The effects of the different acquisition parameters on the morphological variables were tested using dimensionality reduction approaches and supervised machine learning techniques (random forests). We trained random forest classifiers implemented in Python's Scikit-Learn [2] using the neuromophometric measurements of HC as features. The classification objective was to determine certain acquisition parameter, for example the field strength (1.5T vs 3T) or manufacturer (Simens, General Electric or Philips); that is to say, a classifier was supposed to determine an acquisition parameter based solely on structural information acquired using FreeSurfer. Classification accuracy was taken as an indicator of the extent to which brain measures are different between classes. Since a random forest classifier outputs classification probabilities, these values were also taken as an indicator of the degree of compatibilization achieved. In simpler words, the more certain the classifier was about the output class, the stronger the differences between the classes.

 

Different solutions were explored to achieve compatibilization: z-score using healthy controls of each group to determine the mean and standard deviation; w-score using healthy controls of each group to determine the linear regression; z-score taking into account age (greater or lower than certain threshold).

 

Moreover, given the natural aging process of the brain, it was considered essential that the compatibilization technique took into account the changes that brain structures experience with age [3]. We ultimately proposed binning the age and calculating a z-score for each group using healthy controls to determine the mean and standard deviation.
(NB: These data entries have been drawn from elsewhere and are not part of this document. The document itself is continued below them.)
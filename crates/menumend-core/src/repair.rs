//! Heuristic repair of broken shortcuts.
//!
//! Repair is path-heuristic only: an ordered list of path-segment
//! substitutions is tried against the unresolved target and the first
//! candidate confirmed on the file system wins. There is no content-based
//! matching of moved executables.

use crate::store::{PlatformStore, ShortcutStore};
use crate::verify::ShortcutRecord;
use serde::Serialize;
use std::path::{Path, PathBuf};
use tracing::{debug, info};

/// One path-segment substitution tried during heuristic repair.
#[derive(Debug, Clone)]
pub struct RepairRule {
    /// Segment to look for in the unresolved target path.
    pub find: String,
    /// Replacement segment.
    pub replace: String,
}

impl RepairRule {
    pub fn new(find: impl Into<String>, replace: impl Into<String>) -> Self {
        Self {
            find: find.into(),
            replace: replace.into(),
        }
    }
}

/// Outcome of repairing one shortcut.
#[derive(Debug, Clone, Serialize)]
pub struct RepairOutcome {
    pub success: bool,
    pub message: String,
}

impl RepairOutcome {
    fn success(message: String) -> Self {
        Self {
            success: true,
            message,
        }
    }

    fn failure(message: impl Into<String>) -> Self {
        Self {
            success: false,
            message: message.into(),
        }
    }
}

/// Per-shortcut entry of a batch repair.
#[derive(Debug, Clone, Serialize)]
pub struct RepairResult {
    pub name: String,
    pub path: PathBuf,
    pub success: bool,
    pub message: String,
}

/// Aggregated outcome of a batch repair, in iteration order.
#[derive(Debug, Clone, Serialize)]
pub struct RepairReport {
    pub success_count: usize,
    pub failed_count: usize,
    pub results: Vec<RepairResult>,
}

/// Rewrites broken shortcuts to working targets.
pub struct RepairEngine<S = PlatformStore> {
    store: S,
    rules: Vec<RepairRule>,
}

impl RepairEngine {
    pub fn new() -> Self {
        Self::with_store(PlatformStore::default())
    }
}

impl Default for RepairEngine {
    fn default() -> Self {
        Self::new()
    }
}

impl<S: ShortcutStore> RepairEngine<S> {
    /// Create an engine with the default installation-root substitutions.
    pub fn with_store(store: S) -> Self {
        Self {
            store,
            rules: vec![
                RepairRule::new("Program Files (x86)", "Program Files"),
                RepairRule::new("Program Files", "Program Files (x86)"),
            ],
        }
    }

    /// Append a substitution rule. Rules are tried in insertion order.
    pub fn with_rule(mut self, rule: RepairRule) -> Self {
        self.rules.push(rule);
        self
    }

    pub fn rules(&self) -> &[RepairRule] {
        &self.rules
    }

    /// Attempt to repair one shortcut.
    ///
    /// With an explicit `new_target` the shortcut is rewritten directly and
    /// no existence check is performed — the caller is trusted. Without one,
    /// the current target is accepted if it now exists; otherwise the
    /// substitution rules are tried in order and the first candidate that
    /// exists is written back.
    ///
    /// Failures, including unexpected I/O errors, come back as structured
    /// outcomes; this method never returns an error.
    pub fn repair_shortcut(&self, shortcut: &Path, new_target: Option<&Path>) -> RepairOutcome {
        if !shortcut.exists() {
            return RepairOutcome::failure("Shortcut file not found");
        }

        if let Some(new_target) = new_target {
            return self.rewrite(shortcut, new_target);
        }

        let Some(current) = self.store.read_target(shortcut) else {
            return RepairOutcome::failure("Unable to determine target path");
        };

        if current.exists() {
            // Target is back (e.g. a drive was remounted); re-save as-is.
            return self.rewrite(shortcut, &current);
        }

        for candidate in self.candidates(&current) {
            debug!(
                "Trying repair candidate {} for {}",
                candidate.display(),
                shortcut.display()
            );
            if candidate.exists() {
                return self.rewrite(shortcut, &candidate);
            }
        }

        RepairOutcome::failure("Unable to locate the target application")
    }

    /// Repair every broken record from a prior verification pass.
    ///
    /// Heuristic-only: each shortcut is repaired without an explicit new
    /// target. Results aggregate in iteration order.
    pub fn repair_all_shortcuts<'a, I>(&self, broken: I) -> RepairReport
    where
        I: IntoIterator<Item = &'a ShortcutRecord>,
    {
        let mut report = RepairReport {
            success_count: 0,
            failed_count: 0,
            results: Vec::new(),
        };

        for record in broken {
            let outcome = self.repair_shortcut(&record.path, None);
            if outcome.success {
                report.success_count += 1;
            } else {
                report.failed_count += 1;
            }
            report.results.push(RepairResult {
                name: record.name.clone(),
                path: record.path.clone(),
                success: outcome.success,
                message: outcome.message,
            });
        }

        info!(
            "Repair pass: {} fixed, {} failed",
            report.success_count, report.failed_count
        );
        report
    }

    fn rewrite(&self, shortcut: &Path, target: &Path) -> RepairOutcome {
        match self.store.write_target(shortcut, target) {
            Ok(()) => RepairOutcome::success(format!(
                "Shortcut repaired, now points to {}",
                target.display()
            )),
            Err(e) => RepairOutcome::failure(format!("Error repairing shortcut: {}", e)),
        }
    }

    /// Substitution candidates for an unresolved target, in rule order.
    fn candidates(&self, target: &Path) -> Vec<PathBuf> {
        let target_str = target.to_string_lossy();
        self.rules
            .iter()
            .filter_map(|rule| {
                let candidate = target_str.replace(&rule.find, &rule.replace);
                (candidate != target_str).then(|| PathBuf::from(candidate))
            })
            .collect()
    }
}
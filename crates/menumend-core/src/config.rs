//! Centralized configuration for Menumend.
//!
//! Constant namespaces for file-type recognition and backup naming.

/// Application-level configuration.
pub struct AppConfig;

impl AppConfig {
    pub const APP_NAME: &'static str = "Menumend";
}

/// Shortcut and executable recognition.
pub struct ShortcutConfig;

impl ShortcutConfig {
    /// Extensions accepted as launchable targets by the creation flow.
    pub const EXE_EXTENSIONS: &'static [&'static str] = &["exe", "bat", "cmd", "msi"];

    /// First two bytes of a valid PE executable.
    pub const PE_SIGNATURE: &'static [u8; 2] = b"MZ";
}

/// Backup directory naming.
pub struct BackupConfig;

impl BackupConfig {
    pub const DIR_PREFIX: &'static str = "ShortcutBackup";

    /// Second-granularity stamp; two backups within the same second share a
    /// directory and merge.
    pub const TIMESTAMP_FORMAT: &'static str = "%Y%m%d_%H%M%S";
}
Figure 3 shows how the morphometric values change with age for a randomly chosen structure (medial orbitofrontal cortex), and the means calculated for 1.5 T and 3 T for each 10-year bin.

 

Further, we performed a progressive feature elimination (PFE) [4] in order to determine which variables were important for distinguishing data acquired with different parameters and to analyse the presence of features that were invulnerable to the compatibilization process, i.e. whether there were features that contained information for separating the classes in spite of the proposed compatibilization method.

 

Finally, in order to corroborate that the data classification power was not modified after the compatibilization, we analyzed how the data was classified depending on the diagnosis: HC, MCI and AZ. Random forest classifiers were developed using one third of the data to perform feature selection and a 10-fold cross validation to evaluate the model.